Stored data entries
┌──

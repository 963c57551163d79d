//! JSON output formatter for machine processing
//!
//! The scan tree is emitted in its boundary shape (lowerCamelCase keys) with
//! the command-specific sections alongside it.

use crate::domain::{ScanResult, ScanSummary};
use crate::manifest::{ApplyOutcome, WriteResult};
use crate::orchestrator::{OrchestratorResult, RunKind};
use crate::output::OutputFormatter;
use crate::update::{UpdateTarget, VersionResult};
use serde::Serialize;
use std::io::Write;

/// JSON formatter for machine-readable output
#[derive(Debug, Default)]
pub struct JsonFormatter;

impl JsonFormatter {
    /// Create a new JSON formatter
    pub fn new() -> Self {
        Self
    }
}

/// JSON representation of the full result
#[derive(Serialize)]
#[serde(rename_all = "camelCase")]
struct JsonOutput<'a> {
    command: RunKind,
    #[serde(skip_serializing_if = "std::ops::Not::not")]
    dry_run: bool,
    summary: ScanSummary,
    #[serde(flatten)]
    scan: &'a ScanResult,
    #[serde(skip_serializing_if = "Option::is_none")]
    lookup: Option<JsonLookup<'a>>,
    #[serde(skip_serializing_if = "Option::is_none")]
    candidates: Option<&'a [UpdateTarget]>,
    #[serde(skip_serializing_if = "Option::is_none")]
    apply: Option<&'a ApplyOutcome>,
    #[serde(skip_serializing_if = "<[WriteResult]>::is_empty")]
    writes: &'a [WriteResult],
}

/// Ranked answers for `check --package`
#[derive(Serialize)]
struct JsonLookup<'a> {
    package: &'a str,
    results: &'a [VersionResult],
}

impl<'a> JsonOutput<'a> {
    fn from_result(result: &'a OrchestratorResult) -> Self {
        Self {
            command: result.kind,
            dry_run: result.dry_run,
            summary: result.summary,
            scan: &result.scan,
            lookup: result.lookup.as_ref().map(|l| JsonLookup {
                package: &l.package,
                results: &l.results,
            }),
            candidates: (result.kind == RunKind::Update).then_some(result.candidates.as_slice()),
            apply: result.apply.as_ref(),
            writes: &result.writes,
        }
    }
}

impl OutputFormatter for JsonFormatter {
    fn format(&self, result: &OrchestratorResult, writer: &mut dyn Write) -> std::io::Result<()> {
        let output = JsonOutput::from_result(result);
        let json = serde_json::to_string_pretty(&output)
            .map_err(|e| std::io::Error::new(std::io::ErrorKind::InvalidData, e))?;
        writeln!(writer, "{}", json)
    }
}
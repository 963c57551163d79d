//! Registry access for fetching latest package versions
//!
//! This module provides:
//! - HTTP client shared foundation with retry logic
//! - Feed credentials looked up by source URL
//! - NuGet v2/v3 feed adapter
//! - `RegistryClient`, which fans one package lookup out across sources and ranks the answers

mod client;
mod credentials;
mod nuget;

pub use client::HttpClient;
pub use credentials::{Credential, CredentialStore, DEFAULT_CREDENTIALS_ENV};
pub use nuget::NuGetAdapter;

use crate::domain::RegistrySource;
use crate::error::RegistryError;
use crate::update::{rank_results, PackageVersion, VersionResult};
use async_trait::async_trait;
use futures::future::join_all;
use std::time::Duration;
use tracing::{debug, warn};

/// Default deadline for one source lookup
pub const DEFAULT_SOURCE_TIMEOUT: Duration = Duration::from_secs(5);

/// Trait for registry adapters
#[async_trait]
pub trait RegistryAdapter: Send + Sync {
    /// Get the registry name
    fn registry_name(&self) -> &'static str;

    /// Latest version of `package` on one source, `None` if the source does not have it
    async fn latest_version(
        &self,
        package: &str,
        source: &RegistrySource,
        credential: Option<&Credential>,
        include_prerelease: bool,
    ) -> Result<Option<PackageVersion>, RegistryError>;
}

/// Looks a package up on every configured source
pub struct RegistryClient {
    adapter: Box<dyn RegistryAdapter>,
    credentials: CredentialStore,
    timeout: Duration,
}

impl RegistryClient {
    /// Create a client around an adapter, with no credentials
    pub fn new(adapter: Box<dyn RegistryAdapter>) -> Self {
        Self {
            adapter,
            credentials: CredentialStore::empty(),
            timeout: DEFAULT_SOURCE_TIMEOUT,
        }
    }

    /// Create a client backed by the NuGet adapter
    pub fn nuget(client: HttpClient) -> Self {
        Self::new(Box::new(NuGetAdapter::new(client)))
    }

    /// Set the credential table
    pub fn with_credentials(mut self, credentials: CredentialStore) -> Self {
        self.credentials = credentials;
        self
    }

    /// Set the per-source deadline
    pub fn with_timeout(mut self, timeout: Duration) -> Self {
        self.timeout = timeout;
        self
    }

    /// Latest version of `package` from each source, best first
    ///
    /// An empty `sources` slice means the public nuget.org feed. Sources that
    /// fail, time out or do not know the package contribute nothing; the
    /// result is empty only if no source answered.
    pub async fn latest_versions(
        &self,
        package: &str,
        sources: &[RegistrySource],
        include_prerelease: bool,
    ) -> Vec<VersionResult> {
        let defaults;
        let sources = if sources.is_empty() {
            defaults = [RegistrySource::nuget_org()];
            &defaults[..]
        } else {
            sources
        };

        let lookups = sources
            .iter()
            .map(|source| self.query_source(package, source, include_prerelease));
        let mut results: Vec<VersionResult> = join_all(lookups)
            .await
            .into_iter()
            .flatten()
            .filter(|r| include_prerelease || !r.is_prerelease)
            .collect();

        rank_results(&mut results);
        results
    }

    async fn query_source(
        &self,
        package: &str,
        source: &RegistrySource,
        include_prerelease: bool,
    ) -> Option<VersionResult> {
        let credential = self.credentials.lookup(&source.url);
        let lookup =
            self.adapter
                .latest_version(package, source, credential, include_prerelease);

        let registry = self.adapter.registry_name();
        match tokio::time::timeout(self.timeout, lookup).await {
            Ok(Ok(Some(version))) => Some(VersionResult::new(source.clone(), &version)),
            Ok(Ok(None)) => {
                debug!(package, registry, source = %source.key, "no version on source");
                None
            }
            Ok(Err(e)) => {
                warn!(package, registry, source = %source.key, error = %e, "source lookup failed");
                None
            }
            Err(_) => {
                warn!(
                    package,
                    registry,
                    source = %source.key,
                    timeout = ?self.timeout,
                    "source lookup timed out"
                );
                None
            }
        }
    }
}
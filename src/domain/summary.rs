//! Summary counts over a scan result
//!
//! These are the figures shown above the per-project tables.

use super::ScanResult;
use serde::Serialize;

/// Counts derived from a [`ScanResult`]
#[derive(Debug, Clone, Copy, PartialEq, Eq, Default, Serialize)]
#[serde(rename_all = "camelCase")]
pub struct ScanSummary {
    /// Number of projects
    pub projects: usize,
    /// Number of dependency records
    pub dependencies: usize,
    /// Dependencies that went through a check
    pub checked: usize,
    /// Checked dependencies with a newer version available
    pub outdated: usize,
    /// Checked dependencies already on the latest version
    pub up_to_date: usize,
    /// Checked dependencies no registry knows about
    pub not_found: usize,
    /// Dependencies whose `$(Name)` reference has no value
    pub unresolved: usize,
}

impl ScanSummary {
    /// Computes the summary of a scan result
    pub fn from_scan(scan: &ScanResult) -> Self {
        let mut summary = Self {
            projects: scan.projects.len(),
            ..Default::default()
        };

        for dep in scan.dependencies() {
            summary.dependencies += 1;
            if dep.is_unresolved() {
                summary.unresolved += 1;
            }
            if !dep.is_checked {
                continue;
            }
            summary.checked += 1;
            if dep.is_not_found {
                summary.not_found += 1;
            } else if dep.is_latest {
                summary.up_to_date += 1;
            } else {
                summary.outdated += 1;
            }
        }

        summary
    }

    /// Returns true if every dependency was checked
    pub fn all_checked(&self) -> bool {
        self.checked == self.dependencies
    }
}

└──

__ASSIGNMENT__. What do the lines above say from the one containing "include_prerelease || !r.is_prerelease)" down to the one containing "the per-project tables."? Return them exactly, both end lines included, and only them.

__THE ANSWER__.
            .filter(|r| include_prerelease || !r.is_prerelease)
            .collect();

        rank_results(&mut results);
        results
    }

    async fn query_source(
        &self,
        package: &str,
        source: &RegistrySource,
        include_prerelease: bool,
    ) -> Option<VersionResult> {
        let credential = self.credentials.lookup(&source.url);
        let lookup =
            self.adapter
                .latest_version(package, source, credential, include_prerelease);

        let registry = self.adapter.registry_name();
        match tokio::time::timeout(self.timeout, lookup).await {
            Ok(Ok(Some(version))) => Some(VersionResult::new(source.clone(), &version)),
            Ok(Ok(None)) => {
                debug!(package, registry, source = %source.key, "no version on source");
                None
            }
            Ok(Err(e)) => {
                warn!(package, registry, source = %source.key, error = %e, "source lookup failed");
                None
            }
            Err(_) => {
                warn!(
                    package,
                    registry,
                    source = %source.key,
                    timeout = ?self.timeout,
                    "source lookup timed out"
                );
                None
            }
        }
    }
}
filename src/domain/summary.rs
//! Summary counts over a scan result
//!
//! These are the figures shown above the per-project tables.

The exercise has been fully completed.